The policy also includes a “New York — Exclusion of Loss Due to Virus or Bacteria,” providing:

  1. The exclusion set forth in paragraph B applies to all coverage under all forms and endorsements that comprise this Coverage Part, including but not limited to forms or endorsements that cover property damage to buildings or personal property and forms or endorsements that cover business income, extra expense or action of civil authority.
  2. We will not pay for loss or damage caused by or resulting from any virus, bacterium or other microorganism that induces or is capable of inducing physical distress, illness or disease[.]
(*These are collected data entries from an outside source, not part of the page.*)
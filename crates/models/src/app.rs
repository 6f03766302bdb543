use sea_orm::{entity::prelude::*, DatabaseConnection, Set};

use crate::errors::ModelError;

#[derive(Clone, Debug, PartialEq, Eq, DeriveEntityModel)]
#[sea_orm(table_name = "app")]
pub struct Model {
    #[sea_orm(primary_key, auto_increment = false)]
    pub id: i32,
    #[sea_orm(unique)]
    pub name: String,
    pub secret: String,
}

#[derive(Copy, Clone, Debug, EnumIter, DeriveRelation)]
pub enum Relation {}

impl ActiveModelBehavior for ActiveModel {}

pub async fn find(db: &DatabaseConnection, id: i32) -> Result<Option<Model>, ModelError> {
    Ok(Entity::find_by_id(id).one(db).await?)
}

/// Insert the app, or overwrite name and secret when the id already exists.
pub async fn upsert(db: &DatabaseConnection, id: i32, name: &str, secret: &str) -> Result<Model, ModelError> {
    if id == 0 { return Err(ModelError::Validation("app id must be non-zero".into())); }
    if secret.is_empty() { return Err(ModelError::Validation("app secret required".into())); }
    match Entity::find_by_id(id).one(db).await? {
        Some(existing) => {
            let mut am: ActiveModel = existing.into();
            am.name = Set(name.to_string());
            am.secret = Set(secret.to_string());
            Ok(am.update(db).await?)
        }
        None => {
            let am = ActiveModel {
                id: Set(id),
                name: Set(name.to_string()),
                secret: Set(secret.to_string()),
            };
            Ok(am.insert(db).await?)
        }
    }
}
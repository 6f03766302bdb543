use std::{net::SocketAddr, sync::Arc};

use axum::Router;
use configs::{AppConfig, AppSeed, ServerConfig};
use migration::MigratorTrait;
use sea_orm::DatabaseConnection;
use tokio::net::TcpListener;
use tower_http::cors::CorsLayer;
use tracing::{error, info};

use crate::routes::{self, auth::ServerState};
use service::auth::{repo::seaorm::SeaOrmCredentialStore, AuthConfig, AuthService};

fn build_cors() -> CorsLayer {
    CorsLayer::very_permissive()
}

fn load_bind_addr(server: &ServerConfig) -> anyhow::Result<SocketAddr> {
    Ok(format!("{}:{}", server.host, server.port).parse()?)
}

/// Insert or refresh the operator-provisioned apps from configuration.
pub async fn provision_apps(db: &DatabaseConnection, apps: &[AppSeed]) -> anyhow::Result<()> {
    for app in apps {
        models::app::upsert(db, app.id, &app.name, &app.secret).await?;
        info!(app_id = app.id, name = %app.name, "app provisioned");
    }
    Ok(())
}

/// Connect the store, migrate it, provision apps and wire the auth service.
pub async fn build_state(cfg: &AppConfig) -> anyhow::Result<ServerState> {
    let db = models::db::connect_with_config(&cfg.database).await?;
    migration::Migrator::up(&db, None).await?;
    provision_apps(&db, &cfg.apps).await?;

    let store = Arc::new(SeaOrmCredentialStore::new(db));
    let svc = AuthService::new(store, AuthConfig::from_settings(&cfg.auth));
    Ok(ServerState { auth: Arc::new(svc) })
}

pub fn build_app(cfg: &AppConfig, state: ServerState) -> Router {
    routes::build_router(state, build_cors(), cfg.server.request_timeout())
}

async fn shutdown_signal() {
    let ctrl_c = async {
        if let Err(e) = tokio::signal::ctrl_c().await {
            error!(error = %e, "cannot listen for Ctrl+C");
            std::future::pending::<()>().await;
        }
    };

    #[cfg(unix)]
    let terminate = async {
        match tokio::signal::unix::signal(tokio::signal::unix::SignalKind::terminate()) {
            Ok(mut sig) => {
                sig.recv().await;
            }
            Err(e) => {
                error!(error = %e, "cannot listen for SIGTERM");
                std::future::pending::<()>().await;
            }
        }
    };
    #[cfg(not(unix))]
    let terminate = std::future::pending::<()>();

    let signal = tokio::select! {
        _ = ctrl_c => "SIGINT",
        _ = terminate => "SIGTERM",
    };
    info!(signal, "application is stopping");
}

/// Public entry: build the app and serve until SIGINT/SIGTERM.
pub async fn run(cfg: AppConfig) -> anyhow::Result<()> {
    let state = build_state(&cfg).await?;
    let app = build_app(&cfg, state);

    let addr = load_bind_addr(&cfg.server)?;
    info!(%addr, "starting sso server");
    let listener = TcpListener::bind(addr).await?;
    axum::serve(listener, app)
        .with_graceful_shutdown(shutdown_signal())
        .await?;
    info!("application is stopped");
    Ok(())
}
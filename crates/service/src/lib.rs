//! Authentication core of the SSO service.
//! - Verifies credentials and issues per-app signed tokens.
//! - Registers users and answers admin-privilege queries.
//! - Talks to persistence only through the `CredentialStore` trait.

pub mod auth;
#[cfg(test)]
pub mod test_support;
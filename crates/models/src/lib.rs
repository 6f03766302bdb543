//! Persistence layer of the credential store: `sea-orm` entities for users
//! and client apps plus connection pooling.

pub mod errors;
pub mod db;
pub mod user;
pub mod app;
//! Create `app` table holding per-application token signing secrets.
//!
//! Ids are assigned by the operator, not generated.
use sea_orm_migration::{prelude::*, schema::*};

#[derive(DeriveMigrationName)]
pub struct Migration;

#[async_trait::async_trait]
impl MigrationTrait for Migration {
    async fn up(&self, manager: &SchemaManager) -> Result<(), DbErr> {
        manager
            .create_table(
                Table::create()
                    .table(App::Table)
                    .if_not_exists()
                    .col(integer(App::Id).primary_key())
                    .col(string_len(App::Name, 128).unique_key().not_null())
                    .col(string_len(App::Secret, 255).not_null())
                    .to_owned(),
            )
            .await
    }

    async fn down(&self, manager: &SchemaManager) -> Result<(), DbErr> {
        manager.drop_table(Table::drop().table(App::Table).to_owned()).await
    }
}

#[derive(DeriveIden)]
enum App { Table, Id, Name, Secret }
//! Salted, deliberately slow password hashing (Argon2id, PHC string format).

use argon2::{
    password_hash::{Error as PasswordHashError, PasswordHash, PasswordHasher, PasswordVerifier, SaltString},
    Algorithm, Argon2, Params, Version,
};
use configs::HashingSettings;
use rand::rngs::OsRng;

use super::errors::AuthError;

/// Argon2id cost parameters used for new hashes.
///
/// Verification always uses the parameters embedded in the stored hash, so
/// raising the cost later does not lock out existing users.
#[derive(Debug, Clone, Copy, PartialEq, Eq)]
pub struct PasswordHashing {
    pub memory_kib: u32,
    pub iterations: u32,
    pub parallelism: u32,
}

impl Default for PasswordHashing {
    fn default() -> Self {
        Self { memory_kib: Params::DEFAULT_M_COST, iterations: Params::DEFAULT_T_COST, parallelism: Params::DEFAULT_P_COST }
    }
}

impl From<&HashingSettings> for PasswordHashing {
    fn from(s: &HashingSettings) -> Self {
        Self { memory_kib: s.memory_kib, iterations: s.iterations, parallelism: s.parallelism }
    }
}

impl PasswordHashing {
    fn argon2(&self) -> Result<Argon2<'static>, AuthError> {
        let params = Params::new(self.memory_kib, self.iterations, self.parallelism, None)
            .map_err(|e| AuthError::Hash(e.to_string()))?;
        Ok(Argon2::new(Algorithm::Argon2id, Version::V0x13, params))
    }

    /// Hash `password` with a fresh random salt.
    pub fn hash(&self, password: &str) -> Result<String, AuthError> {
        let salt = SaltString::generate(&mut OsRng);
        let hash = self
            .argon2()?
            .hash_password(password.as_bytes(), &salt)
            .map_err(|e| AuthError::Hash(e.to_string()))?
            .to_string();
        Ok(hash)
    }
}

/// Check `password` against a stored PHC hash. The digest comparison is
/// constant-time.
///
/// `Ok(false)` means a mismatch; `Err` means the stored hash is unusable.
pub fn verify(password: &str, stored_hash: &str) -> Result<bool, AuthError> {
    let parsed = PasswordHash::new(stored_hash).map_err(|e| AuthError::Hash(e.to_string()))?;
    match Argon2::default().verify_password(password.as_bytes(), &parsed) {
        Ok(()) => Ok(true),
        Err(PasswordHashError::Password) => Ok(false),
        Err(e) => Err(AuthError::Hash(e.to_string())),
    }
}
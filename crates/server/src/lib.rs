//! HTTP boundary of the SSO service: request validation, mapping of auth
//! errors onto transport statuses, and server startup.

pub mod routes;
pub mod startup;
pub mod errors;
pub mod openapi;

pub use startup::run;
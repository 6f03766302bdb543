use std::io;
use tracing_subscriber::{fmt, EnvFilter};

/// Initialize a compact, human readable subscriber on stdout.
/// - Respects `RUST_LOG` if set
/// - Falls back to `default_directive` (e.g. `debug,tower_http=info`)
pub fn init_logging_default(default_directive: &str) {
    let env_filter = EnvFilter::try_from_default_env()
        .unwrap_or_else(|_| EnvFilter::new(default_directive));
    let _ = fmt()
        .with_env_filter(env_filter)
        .with_target(false)
        .compact()
        .with_writer(io::stdout)
        .try_init();
}

/// Initialize a subscriber emitting one JSON object per event on stdout.
/// - Respects `RUST_LOG` if set, otherwise uses `default_directive`
/// - Keeps span fields (email, app_id, user_id) on every event for log search
pub fn init_logging_json(default_directive: &str) {
    let env_filter = EnvFilter::try_from_default_env()
        .unwrap_or_else(|_| EnvFilter::new(default_directive));
    let _ = fmt()
        .with_env_filter(env_filter)
        .with_target(true)
        .json()
        .with_current_span(true)
        .with_writer(io::stdout)
        .try_init();
}
#![cfg(test)]
use migration::MigratorTrait;
use sea_orm::DatabaseConnection;

/// Fresh migrated in-memory database; every call is isolated from the others.
pub async fn get_db() -> Result<DatabaseConnection, anyhow::Error> {
    let db = models::db::connect_in_memory().await?;
    migration::Migrator::up(&db, None).await?;
    Ok(db)
}
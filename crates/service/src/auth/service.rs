use std::sync::{Arc, OnceLock};
use std::time::Duration;

use configs::AuthSettings;
use tracing::{error, info, instrument, warn};

use super::errors::{AuthError, StoreError};
use super::password::{self, PasswordHashing};
use super::repository::CredentialStore;
use super::token;

/// Auth service configuration
#[derive(Debug, Clone)]
pub struct AuthConfig {
    pub token_ttl: Duration,
    pub hashing: PasswordHashing,
}

impl AuthConfig {
    pub fn from_settings(s: &AuthSettings) -> Self {
        Self { token_ttl: s.token_ttl(), hashing: PasswordHashing::from(&s.hashing) }
    }
}

/// Auth business service independent of web framework.
///
/// Stateless apart from its configuration; share it behind an `Arc` across
/// request handlers.
pub struct AuthService<S: CredentialStore> {
    store: Arc<S>,
    cfg: AuthConfig,
    // Verified against when the email is unknown, so both login failures cost
    // one hash verification.
    decoy_hash: OnceLock<String>,
}

impl<S: CredentialStore> AuthService<S> {
    pub fn new(store: Arc<S>, cfg: AuthConfig) -> Self {
        Self { store, cfg, decoy_hash: OnceLock::new() }
    }

    /// Authenticate a user and issue a token signed for `app_id`.
    ///
    /// Unknown email and wrong password both yield
    /// [`AuthError::InvalidCredentials`].
    ///
    /// # Examples
    /// ```
    /// use service::auth::{AuthConfig, AuthService, password::PasswordHashing, token};
    /// use service::auth::{domain::App, repository::mock::MockCredentialStore};
    /// use std::{sync::Arc, time::Duration};
    /// let app = App { id: 7, name: "billing".into(), secret: "s3cret".into() };
    /// let store = Arc::new(MockCredentialStore::with_app(app));
    /// let hashing = PasswordHashing { memory_kib: 1024, iterations: 1, parallelism: 1 };
    /// let svc = AuthService::new(store, AuthConfig { token_ttl: Duration::from_secs(60), hashing });
    /// let uid = tokio_test::block_on(svc.register_new_user("a@x.com", "pw1")).unwrap();
    /// let jwt = tokio_test::block_on(svc.login("a@x.com", "pw1", 7)).unwrap();
    /// assert_eq!(token::verify(&jwt, "s3cret").unwrap().uid, uid);
    /// ```
    #[instrument(skip_all, fields(email = %email, app_id = app_id))]
    pub async fn login(&self, email: &str, password: &str, app_id: i32) -> Result<String, AuthError> {
        if email.is_empty() || password.is_empty() {
            return Err(AuthError::InvalidInput("email and password are required"));
        }
        if app_id == 0 {
            return Err(AuthError::InvalidInput("app_id is required"));
        }

        let user = self.store.find_user_by_email(email).await.map_err(|e| store_failure(e, "failed to get user"))?;
        let Some(user) = user else {
            if let Ok(decoy) = self.decoy_hash() {
                let _ = password::verify(password, decoy);
            }
            warn!("user not found");
            return Err(AuthError::InvalidCredentials);
        };

        if !password::verify(password, &user.password_hash).map_err(|e| {
            error!(user_id = user.id, error = %e, "stored password hash is unusable");
            e
        })? {
            warn!(user_id = user.id, "invalid credentials");
            return Err(AuthError::InvalidCredentials);
        }

        let app = self
            .store
            .find_app(app_id)
            .await
            .map_err(|e| store_failure(e, "failed to get app"))?
            .ok_or_else(|| {
                error!("app not found");
                AuthError::AppNotFound
            })?;

        let token = token::issue(&user, &app, self.cfg.token_ttl).map_err(|e| {
            error!(user_id = user.id, error = %e, "failed to sign token");
            e
        })?;
        info!(user_id = user.id, "user logged in");
        Ok(token)
    }

    /// Register a new user with a salted, hashed password and return its id.
    #[instrument(skip_all, fields(email = %email))]
    pub async fn register_new_user(&self, email: &str, password: &str) -> Result<i64, AuthError> {
        if email.is_empty() || password.is_empty() {
            return Err(AuthError::InvalidInput("email and password are required"));
        }

        let hash = self.cfg.hashing.hash(password).map_err(|e| {
            error!(error = %e, "failed to hash password");
            e
        })?;

        match self.store.create_user(email, &hash).await {
            Ok(user_id) => {
                info!(user_id, "user registered");
                Ok(user_id)
            }
            Err(StoreError::Conflict) => {
                warn!("user already exists");
                Err(AuthError::UserAlreadyExists)
            }
            Err(e) => Err(store_failure(e, "failed to save user")),
        }
    }

    /// Whether `user_id` holds admin privileges; read fresh from the store.
    #[instrument(skip_all, fields(user_id = user_id))]
    pub async fn is_admin(&self, user_id: i64) -> Result<bool, AuthError> {
        if user_id == 0 {
            return Err(AuthError::InvalidInput("user_id is required"));
        }
        match self.store.is_admin(user_id).await.map_err(|e| store_failure(e, "failed to check admin status"))? {
            Some(is_admin) => {
                info!(is_admin, "checked if user is admin");
                Ok(is_admin)
            }
            None => {
                warn!("user not found");
                Err(AuthError::UserNotFound)
            }
        }
    }

    fn decoy_hash(&self) -> Result<&str, AuthError> {
        if let Some(hash) = self.decoy_hash.get() {
            return Ok(hash.as_str());
        }
        let hash = self.cfg.hashing.hash("decoy-password")?;
        Ok(self.decoy_hash.get_or_init(|| hash).as_str())
    }
}

fn store_failure(e: StoreError, what: &'static str) -> AuthError {
    error!(error = %e, "{what}");
    AuthError::from(e)
}

#[cfg(test)]
mod tests {
    use super::*;
    use crate::auth::domain::App;
    use crate::auth::repository::mock::MockCredentialStore;

    const SECRET: &str = "app-7-secret";

    fn cfg() -> AuthConfig {
        AuthConfig {
            token_ttl: Duration::from_secs(3600),
            hashing: PasswordHashing { memory_kib: 1024, iterations: 1, parallelism: 1 },
        }
    }

    fn setup() -> (Arc<MockCredentialStore>, AuthService<MockCredentialStore>) {
        let store = Arc::new(MockCredentialStore::with_app(App { id: 7, name: "app-7".into(), secret: SECRET.into() }));
        let svc = AuthService::new(store.clone(), cfg());
        (store, svc)
    }

    #[tokio::test]
    async fn register_login_and_admin_scenario() {
        let (_store, svc) = setup();

        assert_eq!(svc.register_new_user("a@x.com", "pw1").await, Ok(1));
        assert_eq!(svc.register_new_user("a@x.com", "pw2").await, Err(AuthError::UserAlreadyExists));

        let issued_at = chrono::Utc::now().timestamp();
        let jwt = svc.login("a@x.com", "pw1", 7).await.unwrap();
        let claims = token::verify(&jwt, SECRET).unwrap();
        assert_eq!(claims.uid, 1);
        assert_eq!(claims.email, "a@x.com");
        assert_eq!(claims.app_id, 7);
        assert!((claims.exp - (issued_at + 3600)).abs() <= 2);

        assert_eq!(svc.login("a@x.com", "wrong", 7).await, Err(AuthError::InvalidCredentials));
        assert_eq!(svc.is_admin(1).await, Ok(false));
    }

    #[tokio::test]
    async fn unknown_email_is_indistinguishable_from_wrong_password() {
        let (_store, svc) = setup();
        svc.register_new_user("a@x.com", "pw1").await.unwrap();

        let wrong_password = svc.login("a@x.com", "nope", 7).await.unwrap_err();
        let unknown_email = svc.login("ghost@x.com", "pw1", 7).await.unwrap_err();
        assert_eq!(wrong_password, unknown_email);
        assert_eq!(unknown_email, AuthError::InvalidCredentials);
    }

    #[tokio::test]
    async fn missing_app_is_internal_and_checked_after_credentials() {
        let (_store, svc) = setup();
        svc.register_new_user("a@x.com", "pw1").await.unwrap();

        assert_eq!(svc.login("a@x.com", "pw1", 99).await, Err(AuthError::AppNotFound));
        // bad credentials win over a bad app id
        assert_eq!(svc.login("a@x.com", "bad", 99).await, Err(AuthError::InvalidCredentials));
    }

    #[tokio::test]
    async fn stored_hashes_are_salted_per_registration() {
        let (store, svc) = setup();
        svc.register_new_user("a@x.com", "same").await.unwrap();
        svc.register_new_user("b@x.com", "same").await.unwrap();

        let a = store.password_hash("a@x.com").unwrap();
        let b = store.password_hash("b@x.com").unwrap();
        assert_ne!(a, b);
        assert!(!a.contains("same"));
    }

    #[tokio::test]
    async fn admin_flag_is_read_fresh() {
        let (store, svc) = setup();
        let uid = svc.register_new_user("root@x.com", "pw").await.unwrap();

        assert_eq!(svc.is_admin(uid).await, Ok(false));
        assert!(store.set_admin(uid, true));
        assert_eq!(svc.is_admin(uid).await, Ok(true));
        assert_eq!(svc.is_admin(uid + 1).await, Err(AuthError::UserNotFound));
    }

    #[tokio::test]
    async fn store_outage_surfaces_as_store_unavailable() {
        let (store, svc) = setup();
        svc.register_new_user("a@x.com", "pw1").await.unwrap();
        store.set_unavailable(true);

        assert!(matches!(svc.login("a@x.com", "pw1", 7).await, Err(AuthError::StoreUnavailable(_))));
        assert!(matches!(svc.register_new_user("b@x.com", "pw").await, Err(AuthError::StoreUnavailable(_))));
        assert!(matches!(svc.is_admin(1).await, Err(AuthError::StoreUnavailable(_))));
    }

    #[tokio::test]
    async fn defensive_checks_reject_empty_arguments() {
        let (_store, svc) = setup();
        assert!(matches!(svc.login("", "pw", 7).await, Err(AuthError::InvalidInput(_))));
        assert!(matches!(svc.login("a@x.com", "pw", 0).await, Err(AuthError::InvalidInput(_))));
        assert!(matches!(svc.register_new_user("a@x.com", "").await, Err(AuthError::InvalidInput(_))));
        assert!(matches!(svc.is_admin(0).await, Err(AuthError::InvalidInput(_))));
    }

    #[tokio::test]
    async fn ttl_comes_from_configuration() {
        let store = Arc::new(MockCredentialStore::with_app(App { id: 7, name: "app-7".into(), secret: SECRET.into() }));
        let svc = AuthService::new(store, AuthConfig { token_ttl: Duration::from_secs(90), ..cfg() });
        svc.register_new_user("a@x.com", "pw").await.unwrap();

        let now = chrono::Utc::now().timestamp();
        let claims = token::verify(&svc.login("a@x.com", "pw", 7).await.unwrap(), SECRET).unwrap();
        assert!((claims.exp - (now + 90)).abs() <= 2);
    }
}
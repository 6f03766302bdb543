use std::sync::Arc;

use async_trait::async_trait;
use axum::extract::rejection::JsonRejection;
use axum::{extract::State, Json};
use serde::{Deserialize, Serialize};
use utoipa::ToSchema;

use service::auth::{AuthError, AuthService, CredentialStore};

use crate::errors::ApiError;

/// What the handlers need from the auth core. Implemented by [`AuthService`]
/// for every store; tests may plug in anything else.
#[async_trait]
pub trait Auth: Send + Sync {
    async fn login(&self, email: &str, password: &str, app_id: i32) -> Result<String, AuthError>;
    async fn register_new_user(&self, email: &str, password: &str) -> Result<i64, AuthError>;
    async fn is_admin(&self, user_id: i64) -> Result<bool, AuthError>;
}

#[async_trait]
impl<S: CredentialStore + 'static> Auth for AuthService<S> {
    async fn login(&self, email: &str, password: &str, app_id: i32) -> Result<String, AuthError> {
        AuthService::login(self, email, password, app_id).await
    }

    async fn register_new_user(&self, email: &str, password: &str) -> Result<i64, AuthError> {
        AuthService::register_new_user(self, email, password).await
    }

    async fn is_admin(&self, user_id: i64) -> Result<bool, AuthError> {
        AuthService::is_admin(self, user_id).await
    }
}

#[derive(Clone)]
pub struct ServerState {
    pub auth: Arc<dyn Auth>,
}

// Absent fields deserialize to ""/0 and are reported as "<field> is required".

#[derive(Default, Deserialize, ToSchema)]
#[serde(default)]
pub struct LoginRequest { pub email: String, pub password: String, pub app_id: i32 }

#[derive(Debug, Serialize, Deserialize, ToSchema)]
pub struct LoginResponse { pub token: String }

#[derive(Default, Deserialize, ToSchema)]
#[serde(default)]
pub struct RegisterRequest { pub email: String, pub password: String }

#[derive(Debug, Serialize, Deserialize, ToSchema)]
pub struct RegisterResponse { pub user_id: i64 }

#[derive(Debug, Default, Deserialize, ToSchema)]
#[serde(default)]
pub struct IsAdminRequest { pub user_id: i64 }

#[derive(Debug, Serialize, Deserialize, ToSchema)]
pub struct IsAdminResponse { pub is_admin: bool }

fn body<T>(payload: Result<Json<T>, JsonRejection>) -> Result<T, ApiError> {
    match payload {
        Ok(Json(v)) => Ok(v),
        Err(rejection) => {
            tracing::debug!(error = %rejection, "malformed request body");
            Err(ApiError::invalid_argument("malformed request body"))
        }
    }
}

fn validate_login(req: &LoginRequest) -> Result<(), ApiError> {
    if req.email.is_empty() { return Err(ApiError::invalid_argument("email is required")); }
    if req.password.is_empty() { return Err(ApiError::invalid_argument("password is required")); }
    if req.app_id == 0 { return Err(ApiError::invalid_argument("app_id is required")); }
    Ok(())
}

fn validate_register(req: &RegisterRequest) -> Result<(), ApiError> {
    if req.email.is_empty() { return Err(ApiError::invalid_argument("email is required")); }
    if req.password.is_empty() { return Err(ApiError::invalid_argument("password is required")); }
    Ok(())
}

fn validate_is_admin(req: &IsAdminRequest) -> Result<(), ApiError> {
    if req.user_id == 0 { return Err(ApiError::invalid_argument("user_id is required")); }
    Ok(())
}

#[utoipa::path(post, path = "/auth/login", tag = "auth", request_body = LoginRequest, responses((status = 200, description = "Token issued", body = LoginResponse), (status = 400, description = "Missing field or invalid credentials", body = crate::errors::ErrorBody), (status = 500, description = "Internal", body = crate::errors::ErrorBody)))]
pub async fn login(State(state): State<ServerState>, payload: Result<Json<LoginRequest>, JsonRejection>) -> Result<Json<LoginResponse>, ApiError> {
    let req = body(payload)?;
    validate_login(&req)?;
    let token = state
        .auth
        .login(&req.email, &req.password, req.app_id)
        .await
        .map_err(|e| ApiError::login(&e))?;
    Ok(Json(LoginResponse { token }))
}

#[utoipa::path(post, path = "/auth/register", tag = "auth", request_body = RegisterRequest, responses((status = 200, description = "Registered", body = RegisterResponse), (status = 400, description = "Missing field", body = crate::errors::ErrorBody), (status = 409, description = "Conflict", body = crate::errors::ErrorBody), (status = 500, description = "Internal", body = crate::errors::ErrorBody)))]
pub async fn register(State(state): State<ServerState>, payload: Result<Json<RegisterRequest>, JsonRejection>) -> Result<Json<RegisterResponse>, ApiError> {
    let req = body(payload)?;
    validate_register(&req)?;
    let user_id = state
        .auth
        .register_new_user(&req.email, &req.password)
        .await
        .map_err(|e| ApiError::register(&e))?;
    Ok(Json(RegisterResponse { user_id }))
}

#[utoipa::path(post, path = "/auth/is_admin", tag = "auth", request_body = IsAdminRequest, responses((status = 200, description = "Admin flag", body = IsAdminResponse), (status = 400, description = "Missing user_id", body = crate::errors::ErrorBody), (status = 404, description = "User not found", body = crate::errors::ErrorBody), (status = 500, description = "Internal", body = crate::errors::ErrorBody)))]
pub async fn is_admin(State(state): State<ServerState>, payload: Result<Json<IsAdminRequest>, JsonRejection>) -> Result<Json<IsAdminResponse>, ApiError> {
    let req = body(payload)?;
    validate_is_admin(&req)?;
    let is_admin = state
        .auth
        .is_admin(req.user_id)
        .await
        .map_err(|e| ApiError::is_admin(&e))?;
    Ok(Json(IsAdminResponse { is_admin }))
}
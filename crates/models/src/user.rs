use chrono::Utc;
use sea_orm::{entity::prelude::*, DatabaseConnection, Set};

use crate::errors::ModelError;

#[derive(Clone, Debug, PartialEq, Eq, DeriveEntityModel)]
#[sea_orm(table_name = "user")]
pub struct Model {
    #[sea_orm(primary_key)]
    pub id: i64,
    #[sea_orm(unique)]
    pub email: String,
    pub password_hash: String,
    pub is_admin: bool,
    pub created_at: DateTimeWithTimeZone,
}

#[derive(Copy, Clone, Debug, EnumIter, DeriveRelation)]
pub enum Relation {}

impl ActiveModelBehavior for ActiveModel {}

/// Insert a user; the id is assigned by the database.
///
/// A duplicate email surfaces as [`ModelError::Conflict`] from the unique index,
/// so concurrent registrations of the same email cannot both succeed.
pub async fn create(db: &DatabaseConnection, email: &str, password_hash: &str) -> Result<Model, ModelError> {
    if email.is_empty() { return Err(ModelError::Validation("email required".into())); }
    if password_hash.trim().is_empty() { return Err(ModelError::Validation("password hash required".into())); }
    let am = ActiveModel {
        email: Set(email.to_string()),
        password_hash: Set(password_hash.to_string()),
        is_admin: Set(false),
        created_at: Set(Utc::now().into()),
        ..Default::default()
    };
    Ok(am.insert(db).await?)
}

pub async fn find_by_email(db: &DatabaseConnection, email: &str) -> Result<Option<Model>, ModelError> {
    Ok(Entity::find().filter(Column::Email.eq(email)).one(db).await?)
}

pub async fn find(db: &DatabaseConnection, id: i64) -> Result<Option<Model>, ModelError> {
    Ok(Entity::find_by_id(id).one(db).await?)
}

/// Operator action; the auth service itself never grants privileges.
pub async fn set_admin(db: &DatabaseConnection, id: i64, is_admin: bool) -> Result<(), ModelError> {
    let mut found: ActiveModel = Entity::find_by_id(id)
        .one(db)
        .await?
        .ok_or_else(|| ModelError::Validation("user not found".into()))?
        .into();
    found.is_admin = Set(is_admin);
    found.update(db).await?;
    Ok(())
}
use serde::Serialize;

/// Liveness payload returned by `GET /health`.
#[derive(Serialize, Debug, Clone, Copy, PartialEq, Eq)]
pub struct Health {
    pub status: &'static str,
}

impl Health {
    pub fn ok() -> Self {
        Self { status: "ok" }
    }
}
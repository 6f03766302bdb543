//! Cross-crate plumbing shared by the SSO binary and its HTTP boundary.

pub mod types;

pub mod utils {
    pub mod logging;
}

#[cfg(test)]
mod tests {
    use super::*;

    #[test]
    fn health_type_ok() {
        let h = types::Health::ok();
        assert_eq!(h.status, "ok");
    }
}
Judge Driscoll dismissed the claims against the insurers. He states:

Plaintiff’s claim against the Great American Defendants for breach of the Policy is dismissed. While the Court is sympathetic to the economic consequences resulting from the closure of Plaintiff’s movie theater, the Court concurs with the majority view that loss of use of the Premises due to COVID-19 related government orders does not constitute “direct physical loss of or damage to the property” that would trigger Business Income coverage under the Policy. … Extra Expense coverage is also inapplicable, as it requires a showing that Business Income coverage applies, and is defined as expenses incurred during the period of restoration that the insured would not have incurred “if there had been no direct physical loss or damage to property caused by or resulting from a Covered Cause of Loss.” … Finally, Civil Authority coverage is not triggered because access to the Premises was not prohibited due to direct physical loss of or damage to neighboring property.

Judge Driscoll also dismissed the claims against the cinema’s own broker, stating:

Plaintiff does not allege that it made any inquiries about specific insurance coverage that might apply to these unprecedented times, and certainly does not allege that it inquired about coverage for pandemic-related government closures. [Soundview’s principal’s] vague assertion that he asked if Soundview was sufficiently insured for known and unknown business risks does not suffice to allege that a specific request was made to the Insurance Brokers for coverage that was not provided in the Policy. And even assuming, arguendo, that [his] long-term friendship with [the broker] gave rise to a special relationship, Plaintiff has not plausibly alleged that the Insurance Brokers breached their duty by failing to direct Plaintiff to obtain additional coverage. Indeed, Plaintiff does not allege that any such insurance coverage for pandemic-related government closures existed prior to March 2020.

Finally, Judge Driscoll dismissed claims against the managing general agent and insurers based on the broker’s conduct, “in the absence of underlying negligence and/or a failure to properly procure insurance by the Insurance Brokers.”

The case is Soundview Cinemas, Inc. v. Great American Insurance Group, Great American Insurance Company of New York, Jimcor Agency, Inc. Five Star Coverage Corp. and Wilkinson & Krause, Supreme Court Nassau County, No. 605985-20 (Feb. 8, 2021) (Driscoll, J.)